- With a greater proportion of the workforce returning back to office, downtown malls could see an improvement in shopper traffic and tenant sales.
- CICT’s downtown malls such as Plaza Singapura and Funan could benefit as the average tenant sales in the past year are still significantly below pre-Covid levels.
- In addition, its office assets such as Asia Square Tower 2 could benefit from improving rents for Grade A office space in the Central Business District.
- CICT has a low gearing of 37.2%, and offers a dividend yield of 4.9%
If you were back in office in the past week, It would be hard not to notice the rush hour crowds once again.
This comes after the recent relaxation of safe management measures as Singapore reached a new milestone in its Covid-19 journey.
From 29th March, 75% of employees are allowed to be back in the office.
One of the areas that we have seen this increased activity translating into benefits for the REITs is the fastest pace of increase in office rents in the past year.
The other area that could benefit is an improvement in shopper traffic and retail sales for downtown malls.
After all, as we start going back into the office, we are no longer doing our lunchtime shopping at suburban malls like Bedok Point and JEM.
Instead, malls like Raffles City and Plaza Singapura are where the crowds are on weekdays now.
And who owns Raffles City and Plaza Singapore? It’s none other than Capitaland Integrated Commercial Trust (CICT)!
Capitaland Intergrated Commercial Trust is a beneficiary of Singapore’s re-opening
CICT is the largest REIT listed in Singapore, and owns retail and office assets located mainly in Singapore.
Office assets make up 37% of its portfolio value, followed closely by retail at 33%. Integrated development would make up the remaining 30%.
Some of the assets it owns include Bugis Junction, Funan, Raffles City Tower and Asia Square Tower 2.
Because of its exposure to both the improving retail and office markets in Singapore, CICT is seen by many as a beneficiary of Singapore’s re-opening.
Its downtown retail malls have significant room to recover
Interesting fact: Shopper traffic at CICT’s retail malls in the last year was only 61% of what it was in 2019!
While this was higher in its suburban malls at 65%, it was much lower in its downtown malls at 56%.
After all, we still have to keep our safe distance from others in the malls, and large groups of above 5 were not allowed to gather until recently.
More encouragingly, tenant sales in its suburban malls are now back to 96% of the pre-Covid levels!
Its downtown malls are once again faring worse on this measure, with tenant sales in the past year only at 77% of the pre-Covid levels in 2019.
What this also means is that there is still much room for CICT to see an improvement in its shopper traffic and tenant sales, especially in its downtown malls.

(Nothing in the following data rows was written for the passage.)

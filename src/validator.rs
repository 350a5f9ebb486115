//! Form data validation against resolved schemas.
//!
//! The built-in [`JsonSchemaValidator`] runs Draft 7 validation through the
//! `jsonschema` crate and reports messages in the wording form renderers
//! conventionally display ("should NOT be shorter than 3 characters").

use serde::Serialize;
use serde_json::Value;
use tracing::debug;

use crate::error::{ResolveError, ValidationError};
use crate::error_schema::{to_error_list_in_schema_order, to_error_schema, ErrorSchema};
use crate::resolver::find_definition;
use crate::types::PathSegment;

/// A validation back end.
///
/// `schema` is a root schema; nested `$ref`s resolve against its `definitions`.
pub trait Validator {
    fn validate(&self, form_data: &Value, schema: &Value)
        -> Result<Vec<ValidationError>, ResolveError>;
}

/// Draft 7 validation via the `jsonschema` crate.
#[derive(Debug, Clone, Copy, Default)]
pub struct JsonSchemaValidator;

impl Validator for JsonSchemaValidator {
    fn validate(
        &self,
        form_data: &Value,
        schema: &Value,
    ) -> Result<Vec<ValidationError>, ResolveError> {
        let validator = jsonschema::options()
            .with_draft(jsonschema::Draft::Draft7)
            .build(schema)
            .map_err(|e| ResolveError::InvalidSchema {
                message: e.to_string(),
            })?;

        let errors = validator
            .iter_errors(form_data)
            .map(|e| {
                let mut path = data_path(&e.instance_path.to_string(), form_data);
                if let jsonschema::error::ValidationErrorKind::Required { property } = &e.kind {
                    let name = property
                        .as_str()
                        .map(str::to_string)
                        .unwrap_or_else(|| property.to_string());
                    path.push(PathSegment::Key(name));
                }
                let message = describe(schema, &e.schema_path.to_string())
                    .unwrap_or_else(|| e.to_string());
                ValidationError::new(path, message)
            })
            .collect();
        Ok(errors)
    }
}

/// Signature of a custom validation hook: receives the form data and an
/// empty error tree to fill in.
pub type CustomValidate = Box<dyn Fn(&Value, ErrorSchema) -> ErrorSchema>;

/// Signature of an error transform, applied to the raw list before projection.
pub type TransformErrors = Box<dyn Fn(Vec<ValidationError>) -> Vec<ValidationError>>;

/// Optional caller-supplied validation stages.
#[derive(Default)]
pub struct ValidationHooks {
    pub validate: Option<CustomValidate>,
    pub transform_errors: Option<TransformErrors>,
}

impl ValidationHooks {
    pub fn with_validate(
        mut self,
        hook: impl Fn(&Value, ErrorSchema) -> ErrorSchema + 'static,
    ) -> Self {
        self.validate = Some(Box::new(hook));
        self
    }

    pub fn with_transform_errors(
        mut self,
        hook: impl Fn(Vec<ValidationError>) -> Vec<ValidationError> + 'static,
    ) -> Self {
        self.transform_errors = Some(Box::new(hook));
        self
    }
}

/// Errors in both shapes: the flat list and the per-field tree.
#[derive(Debug, Clone, Default, PartialEq, Serialize)]
pub struct ValidationOutcome {
    pub errors: Vec<ValidationError>,
    #[serde(rename = "errorSchema")]
    pub error_schema: ErrorSchema,
}

impl ValidationOutcome {
    pub fn is_valid(&self) -> bool {
        self.errors.is_empty()
    }
}

/// Validate form data and project the errors.
///
/// Undefined data validates as `null`. The raw errors pass through
/// `transform_errors` before projection. When a custom `validate` hook is
/// set, its tree is merged over the built-in one and the flat list is
/// rebuilt from the merged tree in the schema's property order.
pub fn validate_form_data(
    form_data: Option<&Value>,
    schema: &Value,
    validator: &dyn Validator,
    hooks: &ValidationHooks,
) -> Result<ValidationOutcome, ResolveError> {
    let data = form_data.unwrap_or(&Value::Null);
    let mut errors = validator.validate(data, schema)?;
    debug!(count = errors.len(), "validated form data");

    if let Some(transform) = &hooks.transform_errors {
        errors = transform(errors);
    }
    let mut error_schema = to_error_schema(&errors);

    let Some(custom) = &hooks.validate else {
        return Ok(ValidationOutcome {
            errors,
            error_schema,
        });
    };
    error_schema.merge(custom(data, ErrorSchema::new()));
    Ok(ValidationOutcome {
        errors: to_error_list_in_schema_order(&error_schema, schema),
        error_schema,
    })
}

/// Convert a JSON Pointer into a data path. Numeric tokens become indices
/// only where the data at that point is an array.
fn data_path(pointer: &str, data: &Value) -> Vec<PathSegment> {
    let mut path = Vec::new();
    let mut current = Some(data);
    for token in pointer_tokens(pointer) {
        let segment = match (current, token.parse::<usize>()) {
            (Some(Value::Array(_)), Ok(index)) => PathSegment::Index(index),
            _ => PathSegment::Key(token),
        };
        current = current.and_then(|value| segment.get(value));
        path.push(segment);
    }
    path
}

fn pointer_tokens(pointer: &str) -> impl Iterator<Item = String> + '_ {
    pointer
        .split('/')
        .skip(1)
        .map(|token| token.replace("~1", "/").replace("~0", "~"))
}

/// Message for the keyword at the end of `schema_path`, read from the schema
/// itself. `None` when the keyword is unknown or the path cannot be walked.
fn describe(schema: &Value, schema_path: &str) -> Option<String> {
    let tokens: Vec<String> = pointer_tokens(schema_path).collect();
    let keyword = tokens.last()?.as_str();
    let value = walk_schema(schema, &tokens)?;

    let message = match keyword {
        "minLength" => format!("should NOT be shorter than {} characters", value),
        "maxLength" => format!("should NOT be longer than {} characters", value),
        "minItems" => format!("should NOT have fewer than {} items", value),
        "maxItems" => format!("should NOT have more than {} items", value),
        "minProperties" => format!("should NOT have fewer than {} properties", value),
        "maxProperties" => format!("should NOT have more than {} properties", value),
        "minimum" => format!("should be >= {}", value),
        "maximum" => format!("should be <= {}", value),
        "exclusiveMinimum" => format!("should be > {}", value),
        "exclusiveMaximum" => format!("should be < {}", value),
        "multipleOf" => format!("should be multiple of {}", value),
        "pattern" => format!("should match pattern \"{}\"", value.as_str()?),
        "format" => format!("should match format \"{}\"", value.as_str()?),
        "type" => match value {
            Value::String(t) => format!("should be {}", t),
            Value::Array(types) => {
                let names: Vec<&str> = types.iter().filter_map(Value::as_str).collect();
                format!("should be {}", names.join(","))
            }
            _ => return None,
        },
        "enum" => "should be equal to one of the allowed values".to_string(),
        "const" => "should be equal to constant".to_string(),
        "required" => "is a required property".to_string(),
        "uniqueItems" => "should NOT have duplicate items".to_string(),
        "additionalProperties" => "should NOT have additional properties".to_string(),
        "oneOf" => "should match exactly one schema in oneOf".to_string(),
        "anyOf" => "should match some schema in anyOf".to_string(),
        "not" => "should NOT be valid".to_string(),
        _ => return None,
    };
    Some(message)
}

fn walk_schema<'a>(root: &'a Value, tokens: &[String]) -> Option<&'a Value> {
    let definitions = root.get("definitions").unwrap_or(&Value::Null);
    let mut current = root;
    for token in tokens {
        if token == "$ref" {
            current = follow_ref(current, definitions)?;
            continue;
        }
        current = match child(current, token) {
            Some(next) => next,
            // Some paths name keywords of the referenced schema directly.
            None => child(follow_ref(current, definitions)?, token)?,
        };
    }
    Some(current)
}

fn follow_ref<'a>(node: &'a Value, definitions: &'a Value) -> Option<&'a Value> {
    let reference = node.get("$ref")?.as_str()?;
    find_definition(reference, definitions).ok()
}

fn child<'a>(node: &'a Value, token: &str) -> Option<&'a Value> {
    match node {
        Value::Object(map) => map.get(token),
        Value::Array(items) => items.get(token.parse::<usize>().ok()?),
        _ => None,
    }
}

Another interesting statistic: the occupancy rate of its Tampines Mall was 100% as at 31 December 2021.
On the other hand, the occupancy rate of Clarke Quay was at 73.5%, as certain leases were impacted by government stipulated restrictions on trading hours at nightlife venues like clubs and bars without food licenses.
With the easing of restrictions relating to nightlife venues, this could only mean more good news for CICT.

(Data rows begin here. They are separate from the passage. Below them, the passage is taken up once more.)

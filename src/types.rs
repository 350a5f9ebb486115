//! Core types shared by the resolver, the state builders and the form controller.

use serde::{Deserialize, Serialize};
use serde_json::Value;

/// Default root token of an id tree.
pub const DEFAULT_ID_PREFIX: &str = "root";

/// Separator between id tokens (`root_address_street`).
pub const ID_SEPARATOR: &str = "_";

/// Marker set on properties stubbed from `additionalProperties`.
pub const ADDITIONAL_PROPERTY_FLAG: &str = "__additional_property";

/// Dependency key that refers to a root-level primitive schema itself.
pub const SELF_DEPENDENCY_KEY: &str = "$self";

/// Returns the JSON type name for error messages.
pub fn json_type_name(value: &Value) -> &'static str {
    match value {
        Value::Null => "null",
        Value::Bool(_) => "boolean",
        Value::Number(_) => "number",
        Value::String(_) => "string",
        Value::Array(_) => "array",
        Value::Object(_) => "object",
    }
}

/// Guess the schema type that would describe `value`.
pub fn guess_type(value: &Value) -> &'static str {
    json_type_name(value)
}

/// Determine the effective type of a schema node.
///
/// An explicit `type` wins; a nullable pair such as `["string", "null"]`
/// collapses to its non-null member. Untyped nodes are inferred from
/// `const`, `enum` and the presence of object keywords.
pub fn schema_type(schema: &Value) -> Option<&str> {
    match schema.get("type") {
        Some(Value::String(t)) => return Some(t.as_str()),
        Some(Value::Array(types)) => {
            if types.len() == 2 && types.iter().any(|t| t == "null") {
                return types
                    .iter()
                    .filter_map(Value::as_str)
                    .find(|t| *t != "null");
            }
            return None;
        }
        _ => {}
    }

    if let Some(constant) = schema.get("const") {
        return Some(guess_type(constant));
    }
    if schema.get("enum").is_some() {
        return Some("string");
    }
    if schema.get("properties").is_some() || schema.get("additionalProperties").is_some() {
        return Some("object");
    }
    None
}

/// Truthiness as the form data model sees it: `null`, `false`, `0` and `""`
/// do not count as present.
pub fn is_truthy(value: &Value) -> bool {
    match value {
        Value::Null => false,
        Value::Bool(b) => *b,
        Value::Number(n) => n.as_f64().map(|f| f != 0.0).unwrap_or(true),
        Value::String(s) => !s.is_empty(),
        Value::Array(_) | Value::Object(_) => true,
    }
}

/// One step of a data path: an object key or an array index.
#[derive(Debug, Clone, PartialEq, Eq, Hash, Serialize, Deserialize)]
#[serde(untagged)]
pub enum PathSegment {
    Index(usize),
    Key(String),
}

impl PathSegment {
    pub fn key(name: impl Into<String>) -> Self {
        PathSegment::Key(name.into())
    }

    /// Look this segment up in `value`, tolerating shape mismatches.
    pub fn get<'a>(&self, value: &'a Value) -> Option<&'a Value> {
        match (self, value) {
            (PathSegment::Key(k), Value::Object(map)) => map.get(k),
            (PathSegment::Index(i), Value::Array(items)) => items.get(*i),
            // An index used as an object key ("1") still resolves.
            (PathSegment::Index(i), Value::Object(map)) => map.get(&i.to_string()),
            _ => None,
        }
    }
}

impl std::fmt::Display for PathSegment {
    fn fmt(&self, f: &mut std::fmt::Formatter<'_>) -> std::fmt::Result {
        match self {
            PathSegment::Key(k) => f.write_str(k),
            PathSegment::Index(i) => write!(f, "{}", i),
        }
    }
}

/// Read the value at `path`, or `None` when any step is missing.
pub fn get_value<'a>(path: &[PathSegment], root: Option<&'a Value>) -> Option<&'a Value> {
    path.iter()
        .try_fold(root?, |current, segment| segment.get(current))
}

/// Render a data path the way error lists display it: `.name`, `['odd key']`, `[3]`.
pub fn property_path(path: &[PathSegment]) -> String {
    let mut out = String::new();
    for segment in path {
        match segment {
            PathSegment::Key(k) if is_identifier(k) => {
                out.push('.');
                out.push_str(k);
            }
            PathSegment::Key(k) => {
                out.push_str("['");
                out.push_str(&k.replace('\\', "\\\\").replace('\'', "\\'"));
                out.push_str("']");
            }
            PathSegment::Index(i) => {
                out.push('[');
                out.push_str(&i.to_string());
                out.push(']');
            }
        }
    }
    out
}

fn is_identifier(key: &str) -> bool {
    let mut chars = key.chars();
    match chars.next() {
        Some(c) if c.is_ascii_alphabetic() || c == '_' || c == '$' => {}
        _ => return false,
    }
    chars.all(|c| c.is_ascii_alphanumeric() || c == '_' || c == '$')
}

#[cfg(test)]
mod tests {
    use super::*;
    use serde_json::json;

    #[test]
    fn schema_type_explicit() {
        assert_eq!(schema_type(&json!({"type": "number"})), Some("number"));
    }

    #[test]
    fn schema_type_nullable_pair() {
        assert_eq!(
            schema_type(&json!({"type": ["null", "integer"]})),
            Some("integer")
        );
        assert_eq!(schema_type(&json!({"type": ["string", "number"]})), None);
    }

    #[test]
    fn schema_type_inferred() {
        assert_eq!(schema_type(&json!({"const": true})), Some("boolean"));
        assert_eq!(schema_type(&json!({"enum": ["a", "b"]})), Some("string"));
        assert_eq!(schema_type(&json!({"properties": {}})), Some("object"));
        assert_eq!(schema_type(&json!({"title": "untyped"})), None);
    }

    #[test]
    fn truthiness() {
        assert!(!is_truthy(&json!(null)));
        assert!(!is_truthy(&json!(false)));
        assert!(!is_truthy(&json!(0)));
        assert!(!is_truthy(&json!("")));
        assert!(is_truthy(&json!("int")));
        assert!(is_truthy(&json!(2)));
        assert!(is_truthy(&json!([])));
    }

    #[test]
    fn get_value_walks_objects_and_arrays() {
        let data = json!({"outer": [["good", "bad"]]});
        let path = [
            PathSegment::key("outer"),
            PathSegment::Index(0),
            PathSegment::Index(1),
        ];
        assert_eq!(get_value(&path, Some(&data)), Some(&json!("bad")));
        assert_eq!(get_value(&[], Some(&data)), Some(&data));
        assert_eq!(get_value(&[PathSegment::key("missing")], Some(&data)), None);
        assert_eq!(get_value(&[], None), None);
    }

    #[test]
    fn property_path_formatting() {
        let path = [
            PathSegment::key("level1"),
            PathSegment::Index(3),
            PathSegment::key("first name"),
        ];
        assert_eq!(property_path(&path), ".level1[3]['first name']");
        assert_eq!(property_path(&[]), "");
    }

    #[test]
    fn path_segment_serializes_untagged() {
        let path = vec![PathSegment::key("foo"), PathSegment::Index(2)];
        assert_eq!(serde_json::to_value(&path).unwrap(), json!(["foo", 2]));
    }
}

Office portfolio benefitting from industry tailwinds
Like the other office REITs, CICT is also benefiting from the improving outlook for the Singapore office sector.

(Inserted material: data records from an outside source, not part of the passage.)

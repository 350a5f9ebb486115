//! Schema Form
//!
//! Schema resolution and form state for JSON Schema driven forms.
//!
//! This library normalizes a schema against the current form data (`$ref`
//! definitions, property and schema `dependencies`), derives default form
//! data, builds a stable tree of field ids, and projects validation errors
//! onto a per-field error tree. A [`Form`] ties these together into a state
//! machine driven by change, submit, blur and focus events.
//!
//! # Example
//!
//! ```
//! use schema_form::{Form, FormOptions, FormProps};
//! use serde_json::json;
//!
//! let schema = json!({
//!     "type": "object",
//!     "properties": {
//!         "name": { "type": "string", "default": "Ada", "minLength": 3 }
//!     }
//! });
//!
//! let props = FormProps::new(schema).options(FormOptions::new().live_validate(true));
//! let mut form = Form::new(props).unwrap();
//! assert_eq!(form.state().form_data, Some(json!({ "name": "Ada" })));
//! assert_eq!(form.state().id_schema.get("name").unwrap().id, "root_name");
//!
//! form.change(Some(json!({ "name": "A" })), None).unwrap();
//! assert_eq!(
//!     form.state().error_schema.to_value(),
//!     json!({ "name": { "__errors": ["should NOT be shorter than 3 characters"] } })
//! );
//! ```
//!
//! # Validation Modes
//!
//! | Options | On change | On submit |
//! |---------|-----------|-----------|
//! | default | errors untouched | validate; stop on errors |
//! | `liveValidate` | validate | validate; stop on errors |
//! | `noValidate` | errors untouched | submit without validating |
//!
//! # uiSchema Keys
//!
//! | Key | Effect |
//! |-----|--------|
//! | `ui:rootFieldId` | Root field id, replacing the id prefix |
//! | `ui:order` | Order of object properties, `"*"` for the rest |
//! | `ui:field` | Custom renderer from the [`Registry`] |

mod defaults;
mod error;
mod error_schema;
mod field;
mod form;
mod id_schema;
mod loader;
mod render;
mod resolver;
mod types;
mod validator;

pub use defaults::{compute_defaults, get_default_form_state};
pub use error::{ResolveError, ValidationError};
pub use error_schema::{
    to_error_list, to_error_list_in_schema_order, to_error_schema, ErrorSchema, ERRORS_KEY,
};
pub use field::{
    resolve_field, FieldCache, FieldResolver, FnResolver, MemoCache, NoCache, ResolvedField,
    ResolverRegistry, Selection, RESOLVER_KEY,
};
pub use form::{
    apply_transition, derive_state, Effect, Form, FormBuilder, FormCallbacks, FormEvent,
    FormOptions, FormProps, FormState, SubmitEvent, Submission, Transition, SUBMITTED,
    UI_ROOT_FIELD_ID,
};
pub use id_schema::{to_id_schema, IdSchema};
pub use loader::{is_url, load_schema, load_schema_auto, load_schema_str, navigate_fragment};
pub use render::{
    order_properties, render_form, ArrayField, Field, FieldKind, ObjectField, PrimitiveField,
    Registry, Render, RenderContext, RenderedField, RenderedForm, UnsupportedField, UI_FIELD,
    UI_ORDER,
};
pub use resolver::{find_definition, is_multi_select, merge_schemas, resolve};
pub use types::{
    get_value, guess_type, is_truthy, json_type_name, schema_type, PathSegment,
    ADDITIONAL_PROPERTY_FLAG, DEFAULT_ID_PREFIX, ID_SEPARATOR, SELF_DEPENDENCY_KEY,
};
pub use validator::{
    validate_form_data, CustomValidate, JsonSchemaValidator, TransformErrors, ValidationHooks,
    ValidationOutcome, Validator,
};

#[cfg(feature = "remote")]
pub use loader::load_schema_url;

Another interesting fact: the return of office population into its Singapore office assets was just 36.9% for the week ending 21 January 2022, even as 50% of employees could return to office from 1 January 2022.
This number is set to rise further with the further easing of measures from March, where 75% of employees can return to office.
The improving office rental market could also help CICT to achieve better rents for its upcoming leases.
For example, the average market rent at Marina Bay was at $11.53 per square feet (psf) per month in 4Q21. This was higher than the average expired rents for Asia Square Tower 2 of $11.22. CICT was thus able to sign leases at a range of $10.47-12.50 psf, close to the expired rents.
On an aggregate basis, the average rent of leases expiring this year is S$9.03 psf, but the average market rent for Grade A office is at $10.46 psf.
This is a good thing as CICT would be able to earn a higher rental income as the leases are signed, and potentially pay out a higher dividend to unitholders!
What would Beansprout do?
CICT scores well on our metrics in evaluating REITs, as discussed in our previous article “Why Singapore REITs might be worth a look”
- Fundamentals: It is seeing improving outlook across both its Singapore office and retail portfolio. This could be boosted by more people returning to offices, which will benefit its downtown malls.
- Gearing ratio: Its debt levels are low with a gearing (debt/asset) ratio of 37.2%. This is lower than other REITs like Suntec REIT (43.7%) and Keppel REIT (38.4%).
- Dividend yield: The only drawback is that CICT’s dividend yield of 4.9% is lower than other commercial REITs such as MCT (5.4%) and Suntec REIT (5.1%). But for income seekers, a 4.9% yield is still not too bad after all!